One gun distributor, United Sporting Cos., tried to keep the good times rolling in 2016 by bulking up its inventory ahead of an expected Hillary Clinton presidency and another mass rush to buy guns. That obviously didn’t happen, and since Donald Trump took office, gun sales have plummeted. So has the South Carolina-based United Sporting Cos.’ fortunes.

Bloomberg reported yesterday afternoon that the company filed for Chapter 11 bankruptcy on Monday in Delaware after sales last year ($557 million) paled in comparison to an average of nearly $900 million the company sold per year from 2012 to 2016. The bankruptcy filing reportedly came after the company was forced to “discount its bloated inventory to stay competitive,” lost valuable rebates and discounts from vendors, and tried and failed to sell itself last year.

But that’s not the whole story. Per Bloomberg, there are also allegations of mismanagement against Wellspring, the private equity company that owns the controlling stake in United:

Some of the company’s lenders balked at Johnson’s explanation of United’s descent into bankruptcy.

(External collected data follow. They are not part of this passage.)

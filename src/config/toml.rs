//! TOML configuration file parsing.
//!
//! Defines the structure of the configuration file with serde.

use std::path::{Path, PathBuf};

use serde::Deserialize;

use super::ConfigError;

/// Root configuration structure from TOML file.
///
/// All fields are optional to allow partial configuration
/// that can be merged with CLI arguments.
#[derive(Debug, Default, Deserialize)]
#[serde(deny_unknown_fields)]
pub struct TomlConfig {
    /// Resolution inputs
    #[serde(default)]
    pub resolve: ResolveSection,

    /// Interface and route filtering
    #[serde(default)]
    pub filter: FilterSection,

    /// Watch-mode configuration
    #[serde(default)]
    pub watch: WatchSection,
}

/// Resolution inputs section.
#[derive(Debug, Default, Deserialize)]
#[serde(deny_unknown_fields)]
pub struct ResolveSection {
    /// Reachability target IPs, tried in order
    #[serde(default)]
    pub targets: Vec<String>,

    /// Path to a JSON table snapshot to resolve against
    pub snapshot: Option<PathBuf>,
}

/// Interface and route filter section.
#[derive(Debug, Default, Deserialize)]
#[serde(deny_unknown_fields)]
pub struct FilterSection {
    /// Regex patterns for interfaces to include
    #[serde(default)]
    pub include: Vec<String>,

    /// Regex patterns for interfaces to exclude
    #[serde(default)]
    pub exclude: Vec<String>,

    /// Permit deprecated addresses
    #[serde(default)]
    pub allow_deprecated: bool,

    /// Permit link-local addresses
    #[serde(default)]
    pub allow_link_local: bool,

    /// Route protocols to ignore (kernel, boot, static, dhcp, ra)
    #[serde(default)]
    pub exclude_route_protocols: Vec<String>,
}

/// Watch-mode section.
#[derive(Debug, Default, Deserialize)]
#[serde(deny_unknown_fields)]
pub struct WatchSection {
    /// Re-resolve on an interval and log when the result changes
    #[serde(default)]
    pub enabled: bool,

    /// Re-resolution interval in seconds
    pub interval: Option<u64>,
}

impl TomlConfig {
    /// Reads and parses a configuration file.
    ///
    /// # Errors
    ///
    /// Returns [`ConfigError::FileRead`] if the file cannot be read and
    /// [`ConfigError::TomlParse`] if it is not valid TOML.
    pub fn from_file(path: &Path) -> Result<Self, ConfigError> {
        let contents = std::fs::read_to_string(path).map_err(|source| ConfigError::FileRead {
            path: path.to_path_buf(),
            source,
        })?;
        Ok(toml::from_str(&contents)?)
    }
}

/// Returns the commented configuration template written by `init`.
#[must_use]
pub const fn default_config_template() -> &'static str {
    r#"# node-addr configuration

[resolve]
# Reachability target IPs, tried in order. Without targets, the
# default-route interface is used.
# targets = ["10.0.0.2", "fd00::2"]

# Resolve against a captured JSON table snapshot instead of the live system.
# snapshot = "tables.json"

[filter]
# Regex patterns for interfaces to consider or ignore.
# include = ["^eth", "^bond"]
# exclude = ["^docker", "^veth"]

# Permit addresses normally rejected by the validity policy.
allow_deprecated = false
allow_link_local = false

# Ignore routes installed by these protocols: kernel, boot, static, dhcp, ra.
# exclude_route_protocols = ["ra"]

[watch]
# Re-resolve on an interval and log when the result changes.
enabled = false
interval = 10
"#
}
//! Topic handling module
//!
//! This module provides the two halves of defender topic handling:
//! building the canonical topic string for a thing name and API, and
//! recognizing an arbitrary topic string against the fixed grammar.
//! Both sides consume the shared API table in [`api`].

// Submodules
pub mod api;
pub mod error;
pub mod topic_builder;
pub mod topic_matcher;

#[cfg(test)]
mod api_tests;

// Re-export commonly used types for convenience
pub use api::{DefenderApi, ReportFormat, TOPIC_BRIDGE, TOPIC_PREFIX};
pub use error::{BuildResult, MatchResult, TopicError, TopicResult};
// Re-export constants and validation utilities
pub use error::{limits, validation};
pub use topic_builder::{
	format_topic, topic_length, write_topic, TopicBuildError,
};
pub use topic_matcher::{match_topic, TopicMatch, TopicMatchError};
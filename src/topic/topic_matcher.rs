//! Recognition of defender topic strings
//!
//! A left-to-right sequential recognizer over the four grammar
//! segments: prefix, thing name, bridge, format/suffix. Each stage
//! consumes a prefix of the unparsed remainder and rejects the whole
//! topic on the first mismatch; there is no backtracking and no state
//! survives a failure.

use std::fmt;
use std::ops::Range;

use thiserror::Error;
use tracing::debug;

use super::api::{DefenderApi, TOPIC_BRIDGE, TOPIC_PREFIX};
use super::error::MatchResult;

/// Errors that can occur during topic recognition
///
/// Every variant means the input is not a defender topic; the variant
/// names the grammar stage that rejected it.
#[derive(Error, Debug, Clone, Copy, PartialEq, Eq)]
pub enum TopicMatchError {
	/// Topic does not start with `$aws/things/`
	#[error("Topic does not start with the defender prefix '$aws/things/'")]
	PrefixMismatch,

	/// Topic has no thing name after the prefix
	#[error("Topic does not contain a thing name")]
	EmptyThingName,

	/// Topic does not continue with `/defender/metrics/` after the
	/// thing name
	#[error(
		"Topic does not contain the defender bridge '/defender/metrics/'"
	)]
	BridgeMismatch,

	/// Topic tail is not one of the six known format/suffix
	/// combinations
	#[error("Topic does not end with a known report format and suffix")]
	UnknownApi,
}

impl TopicMatchError {
	/// Returns the rejecting grammar stage for categorization
	pub fn error_type(&self) -> &'static str {
		match self {
			| TopicMatchError::PrefixMismatch => "prefix",
			| TopicMatchError::EmptyThingName => "thing_name",
			| TopicMatchError::BridgeMismatch => "bridge",
			| TopicMatchError::UnknownApi => "api",
		}
	}
}

/// Successful recognition of a defender topic.
///
/// Carries the matched API and a view of the thing name borrowed from
/// the input topic string; nothing is copied.
#[derive(Debug, Clone, Copy, PartialEq, Eq)]
pub struct TopicMatch<'t> {
	/// The API the topic addresses
	api: DefenderApi,
	/// Thing name as it appears in the input
	thing_name: &'t str,
}

impl<'t> TopicMatch<'t> {
	/// Returns the matched defender API.
	pub fn api(&self) -> DefenderApi {
		self.api
	}

	/// Returns the thing name embedded in the topic.
	pub fn thing_name(&self) -> &'t str {
		self.thing_name
	}

	/// Returns the byte range of the thing name within the matched
	/// topic string. The start is always the fixed prefix length.
	pub fn thing_name_range(&self) -> Range<usize> {
		TOPIC_PREFIX.len() .. TOPIC_PREFIX.len() + self.thing_name.len()
	}
}

impl fmt::Display for TopicMatch<'_> {
	fn fmt(&self, f: &mut fmt::Formatter<'_>) -> fmt::Result {
		write!(f, "Match({} for {})", self.api, self.thing_name)
	}
}

/// Checks whether `topic` is one of the defender topics.
///
/// On success returns the matched API together with the location of
/// the thing name inside `topic`. The thing name ends at the first
/// `/` after the prefix, so identifiers containing slashes (or the
/// bridge text itself) are unrepresentable in this grammar; a topic
/// with no slash after the prefix fails at the bridge stage.
///
/// Unlike the builder, matching does not enforce the 128 byte thing
/// name maximum: any non-empty name up to the first slash is
/// extracted.
///
/// # Errors
///
/// One [`TopicMatchError`] per grammar stage; all of them mean "not a
/// defender topic".
pub fn match_topic(topic: &str) -> MatchResult<TopicMatch<'_>> {
	let rest = topic.strip_prefix(TOPIC_PREFIX).ok_or_else(|| {
		debug!(topic, "topic does not carry the defender prefix");
		TopicMatchError::PrefixMismatch
	})?;

	let name_length = rest.find('/').unwrap_or(rest.len());
	if name_length == 0 {
		debug!(topic, "topic does not carry a thing name");
		return Err(TopicMatchError::EmptyThingName);
	}
	let (thing_name, rest) = rest.split_at(name_length);

	let tail = rest.strip_prefix(TOPIC_BRIDGE).ok_or_else(|| {
		debug!(topic, "topic does not carry the defender bridge");
		TopicMatchError::BridgeMismatch
	})?;

	// Exact tail match only: same length and bytes, never a prefix.
	let api = DefenderApi::ALL
		.into_iter()
		.find(|api| api.api_segment() == tail)
		.ok_or_else(|| {
			debug!(topic, "topic tail is not a known report format/suffix");
			TopicMatchError::UnknownApi
		})?;

	Ok(TopicMatch { api, thing_name })
}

In an objection filed Monday afternoon, attorneys for Prospect Capital Corp. — one of United’s lenders — blamed mismanagement at the hands of its largest equity owner, Wellspring Capital Management.
A few years ago, United was the largest distributor of firearms in the U.S., according to the objection. But Wellspring “cashed out” more than $183 million through dividend recapitalization deals in 2012 and 2013, then appointed fiduciaries who “grossly mismanaged the business and depleted all reserves necessary to weather the storms and the headwinds the business would face,” the dissenting lenders said.
Prospect Capital and other term loan lenders have a lot to lose. The objection states that the second-lien lenders will likely recover “a small fraction” of their $250 million loan.

It’s genuinely difficult to pick the most villainous company in this story. Is it the company selling guns who made a big bet on people’s deepest fears and insecurities and then shit the bed? The private equity company bleeding the gun distributor dry and then running it straight into the ground? Or the other private equity company that is now mad it likely won’t get anything near what it paid out in the original loan to the distributor? Folks…let them fight.

As Bloomberg notes, United isn’t the first iconic gun distributor to go bankrupt during the Trump era. Remington Outdoor Co. filed for bankruptcy in March 2018 and then emerged two months later. Looks like giving right-wing gun nuts and capitalist vultures more power isn’t good for business after all.